The counters came right on schedule except they had seamed together 2 very different dye lots. They would need to be recut and reinstalled the next week. Did I mention cell service in the building is practically nonexistent? It makes it quite challenging to send a hail Mary text to our project manager when things go sideways like this!
The flooring guys and the millwork vagabond came on Friday. Management moved all our stuff out of one of the main room into the public hallway, where it would remain for nearly a week.
As an added bit of excitement…because we were expecting to be unpacked at this point, my parents needed things like extra medications that were in some of the moving boxes…WHICH moving box became the game of the week. We had until the following Wednesday before the medication issue would be mission critical.
It was like that movie Groundhog Day…the alarm went off at 6 am every morning, and my sister and I would roll out of bed and work off our aggravation on a 3 or 4 mile walk, then get ready and drive over to check in with my parents, get a caffeine infusion, and go encourage progress on the apartment while systematically going through all the boxes we could get to every day in between hunting down workers or answering contractor questions. It felt like that old Planet Fitness ad “I pick things up and put them down”. We loaded the seasonal and keepsake items and extra china boxes into their storage locker down the hall, unearthed Dad’s computer and set it up in the tiny guest suite, figured out how to retrieve his email that refused every log in combination, and hunted down maintenance to figure out how to make the newly installed TV in their guest suite work.
Meanwhile every day seemed to bring a new crisis….flooring, wall damage, countertops…

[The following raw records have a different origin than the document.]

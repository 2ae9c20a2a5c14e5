//! The reconciliation pass.
//!
//! One call to [`Reconciler::run_pass`] acquires a credential, snapshots the
//! table, partitions records by the completeness policy, enriches up to
//! `limit` incomplete records and writes each result back. Configuration
//! and listing failures end the pass with an error; everything after the
//! snapshot is isolated per record and lands in the report.

mod pacing;
mod writer;

pub use pacing::Pacer;
pub use writer::{RecordWriter, WriteReceipt};

use crate::auth::CredentialBroker;
use crate::cancellation::CancellationToken;
use crate::chain::EnrichmentStageChain;
use crate::config::PassConfig;
use crate::core::{CompletenessPolicy, ProcessingReport, Record, RecordOutcome, RecordState, ReportBuilder};
use crate::errors::{ErrorInfo, RecordflowError};
use crate::events::{EventSink, NoOpEventSink, PassEvent};
use crate::observability::SpanTimer;
use crate::store::{PagedReader, ReaderConfig, TableRef, TableStore};
use futures::stream::{self, StreamExt};
use std::sync::Arc;
use tracing::{debug, info, trace, warn};
use uuid::Uuid;

fn advance(record_id: &str, from: RecordState, to: RecordState) -> RecordState {
    match from.advance(to) {
        Some(next) => {
            trace!(record_id, from = %from, to = %to, "Record state");
            next
        }
        None => {
            warn!(record_id, from = %from, to = %to, "Unexpected record state transition");
            to
        }
    }
}

/// Orchestrates one pass over a table.
pub struct Reconciler {
    broker: Arc<CredentialBroker>,
    reader: PagedReader,
    writer: RecordWriter,
    table: TableRef,
    chain: EnrichmentStageChain,
    policy: CompletenessPolicy,
    config: PassConfig,
    label_field: Option<String>,
    pacer: Pacer,
    events: Arc<dyn EventSink>,
    cancel: Arc<CancellationToken>,
}

impl Reconciler {
    /// Creates a reconciler with default pass settings.
    #[must_use]
    pub fn new(
        store: Arc<dyn TableStore>,
        broker: Arc<CredentialBroker>,
        reader_config: ReaderConfig,
        table: TableRef,
        chain: EnrichmentStageChain,
        policy: CompletenessPolicy,
    ) -> Self {
        let config = PassConfig::default();
        let label_field = reader_config.identity_field.clone();
        Self {
            reader: PagedReader::new(store.clone(), broker.clone(), reader_config),
            writer: RecordWriter::new(store, broker.clone(), table.clone()),
            broker,
            table,
            chain,
            policy,
            pacer: Pacer::new(config.record_delay()),
            config,
            label_field,
            events: Arc::new(NoOpEventSink),
            cancel: Arc::new(CancellationToken::new()),
        }
    }

    /// Applies pass settings.
    ///
    /// `missing_only` switches the chain to missing-field mode unless
    /// `force_all` is also set.
    #[must_use]
    pub fn with_config(mut self, config: PassConfig) -> Self {
        if config.missing_only && !config.force_all {
            self.chain = self.chain.with_missing_only(self.policy.clone());
        }
        self.pacer = Pacer::new(config.record_delay());
        self.config = config;
        self
    }

    /// Sets the event sink.
    #[must_use]
    pub fn with_event_sink(mut self, events: Arc<dyn EventSink>) -> Self {
        self.events = events;
        self
    }

    /// Shares a cancellation token with the caller.
    #[must_use]
    pub fn with_cancellation(mut self, cancel: Arc<CancellationToken>) -> Self {
        self.cancel = cancel;
        self
    }

    /// The token that stops the pass between records.
    #[must_use]
    pub fn cancellation_token(&self) -> Arc<CancellationToken> {
        self.cancel.clone()
    }

    /// The active pass settings.
    #[must_use]
    pub fn config(&self) -> &PassConfig {
        &self.config
    }

    /// Runs one pass.
    ///
    /// `limit` caps how many incomplete records are processed, in fetch
    /// order; `None` falls back to the configured limit. The remainder is
    /// reported as deferred and picked up by a later pass.
    ///
    /// # Errors
    ///
    /// `Configuration` if no credential can be configured and `Upstream` if
    /// listing fails. Per-record failures are reported, not returned.
    pub async fn run_pass(&self, limit: Option<usize>) -> Result<ProcessingReport, RecordflowError> {
        let pass_id = Uuid::new_v4().to_string();
        let limit = limit.or(self.config.limit);
        let workers = self.config.workers.max(1);
        let timer = SpanTimer::start("pass");
        let mut report = ReportBuilder::new(pass_id.clone());

        info!(pass_id = %pass_id, table = %self.table, ?limit, workers, "Pass started");
        self.events
            .emit(PassEvent::PassStarted {
                pass_id: pass_id.clone(),
                limit,
                workers,
            })
            .await;

        self.broker.acquire().await?;
        let records = self.reader.fetch_all(&self.table).await?;

        let mut incomplete = Vec::new();
        let mut skipped = 0usize;
        for record in &records {
            if self.config.force_all || !self.policy.is_complete(&record.fields) {
                incomplete.push(record);
            } else {
                skipped += 1;
                let state = advance(record.id(), RecordState::Fetched, RecordState::Skipped);
                debug!(record_id = %record.id(), %state, "Record already complete");
                self.events
                    .emit(PassEvent::RecordSkipped {
                        record_id: record.id().to_string(),
                    })
                    .await;
            }
        }

        let selected = limit.map_or(incomplete.len(), |n| n.min(incomplete.len()));
        report.set_partition(records.len(), skipped);
        report.add_deferred(incomplete.len() - selected);
        info!(
            total = records.len(),
            complete = skipped,
            incomplete = incomplete.len(),
            selected,
            "Records partitioned"
        );
        self.events
            .emit(PassEvent::PassFetched {
                pass_id: pass_id.clone(),
                total: records.len(),
                incomplete: incomplete.len(),
                selected,
            })
            .await;

        let outcomes: Vec<Option<RecordOutcome>> = stream::iter(incomplete.into_iter().take(selected).enumerate())
            .map(|(index, record)| self.process_record(record, index + 1, selected))
            .buffered(workers)
            .collect()
            .await;

        for outcome in outcomes {
            match outcome {
                Some(outcome) => report.push(outcome),
                None => report.add_deferred(1),
            }
        }
        if let Some(reason) = self.cancel.reason() {
            warn!(pass_id = %pass_id, %reason, processed = report.processed(), "Pass cancelled");
            report.mark_cancelled(reason);
        }

        let report = report.finish();
        info!(
            pass_id = %pass_id,
            succeeded = report.succeeded,
            failed = report.failed,
            skipped = report.skipped,
            deferred = report.deferred,
            duration_ms = timer.finish(),
            "Pass completed"
        );
        self.events
            .emit(PassEvent::PassCompleted {
                pass_id,
                succeeded: report.succeeded,
                failed: report.failed,
                skipped: report.skipped,
                deferred: report.deferred,
                cancelled: report.cancelled.is_some(),
            })
            .await;
        Ok(report)
    }

    /// Enriches and writes one record. `None` means the record was not
    /// started, or was abandoned before its write, because of cancellation.
    async fn process_record(&self, record: &Record, position: usize, selected: usize) -> Option<RecordOutcome> {
        if !self.pacer.wait(&self.cancel).await {
            debug!(record_id = %record.id(), "Cancelled before start");
            return None;
        }

        let record_id = record.id();
        let label = self
            .label_field
            .as_deref()
            .map(|field| record.text(field))
            .unwrap_or_default();
        let timer = SpanTimer::start(record_id);
        info!(record_id, %label, position, selected, "Processing record");

        let mut state = advance(record_id, RecordState::Fetched, RecordState::Enriching);
        let result = match self.chain.run(record, &self.cancel).await {
            Ok(result) => result,
            Err(RecordflowError::Cancelled(reason)) => {
                debug!(record_id, %reason, "Cancelled during enrichment");
                return None;
            }
            Err(e) => {
                advance(record_id, state, RecordState::Failed);
                return Some(self.fail(record_id, &label, ErrorInfo::from(&e), timer.finish()).await);
            }
        };

        for outcome in result.stage_outcomes.iter().filter(|o| o.status.used_fallback()) {
            self.events
                .emit(PassEvent::StageFallback {
                    record_id: record_id.to_string(),
                    stage: outcome.stage.clone(),
                    reason: outcome.reason.clone().unwrap_or_default(),
                })
                .await;
        }

        if result.is_empty() {
            advance(record_id, state, RecordState::Failed);
            let error = ErrorInfo::new("EnrichmentError", "enrichment produced no fields");
            return Some(self.fail(record_id, &label, error, timer.finish()).await);
        }

        state = advance(record_id, state, RecordState::Enriched);
        state = advance(record_id, state, RecordState::Writing);
        match self.writer.write(record_id, &result.fields).await {
            Ok(receipt) => {
                if receipt.auth_retried {
                    state = advance(record_id, state, RecordState::WriteFailedRetried);
                }
                advance(record_id, state, RecordState::Succeeded);
                info!(record_id, %label, fields = result.fields.len(), "Record written");
                self.events
                    .emit(PassEvent::RecordSucceeded {
                        record_id: record_id.to_string(),
                        auth_retried: receipt.auth_retried,
                        fields: result.fields.len(),
                    })
                    .await;
                Some(
                    RecordOutcome::succeeded(record_id)
                        .with_label(label)
                        .with_fallback_stages(result.fallback_stages())
                        .with_written_fields(result.field_names())
                        .with_auth_retried(receipt.auth_retried)
                        .with_duration_ms(timer.finish()),
                )
            }
            Err(e) => {
                if e.auth_retried {
                    state = advance(record_id, state, RecordState::WriteFailedRetried);
                }
                advance(record_id, state, RecordState::Failed);
                let auth_retried = e.auth_retried;
                let error = ErrorInfo::from(&RecordflowError::Write(e));
                let outcome = self.fail(record_id, &label, error, timer.finish()).await;
                Some(
                    outcome
                        .with_fallback_stages(result.fallback_stages())
                        .with_auth_retried(auth_retried),
                )
            }
        }
    }

    async fn fail(&self, record_id: &str, label: &str, error: ErrorInfo, duration_ms: f64) -> RecordOutcome {
        warn!(record_id, %label, kind = %error.kind, error = %error.message, "Record failed");
        self.events
            .emit(PassEvent::RecordFailed {
                record_id: record_id.to_string(),
                error: error.message.clone(),
            })
            .await;
        RecordOutcome::failed(record_id, error)
            .with_label(label)
            .with_duration_ms(duration_ms)
    }
}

Once the countertops were in (even though some of them would be replaced) we cleaned out the dust and debris in the cabinets and started unpacking some of the kitchen boxes in the hopes that the elusive medication was in one of them.. As we unearthed more boxes we found THE box, the last box…on which my Mom had written the word “meds”. 🤦♀️ We opened the treasure trove and the angels sang. FINALLY!
The weekend was pretty quiet. The flooring guys finished, and the painters did some patching, at least in the rooms that they could get to with the flooring underway. I checked the paint cans only to discover one can with an incorrect color…off by one digit makes a big difference!
The electrician went back in once the rest of the crews were out to get more of his work done.
Monday, things were looking up…the replacement counters came, the painters arrived with a big crew and went to work in earnest. The right paint color was procured The paint crew was back on Tuesday to finish up painting.
We left exactly a week after we arrived to bring my parents back to Boston for my Dad’s heart valve replacement and I’m typing this from the hotel room down the street as his procedure was successfully completed this morning.
We’ve been in touch with the crew chief pretty much daily answering questions that have come up, and we’ve been online madly ordering the last few things we will need.
I am hopeful for the first time that when we return sometime this weekend, it will be mostly complete, and sparkling clean, and we can start doing what I was there to do in the first place - move them in!! There will be plenty of decorative decisions and additions in the coming months yet, but the renovation portion of this adventure will soon be beautifully accomplished!
In spite of all the chaos, the staff, the food, and the facilities at this place are all so wonderful. And the other residents are lovely too. I know my parents will be so happy here.
And I can’t wait to share some of the finished pictures once everything is in!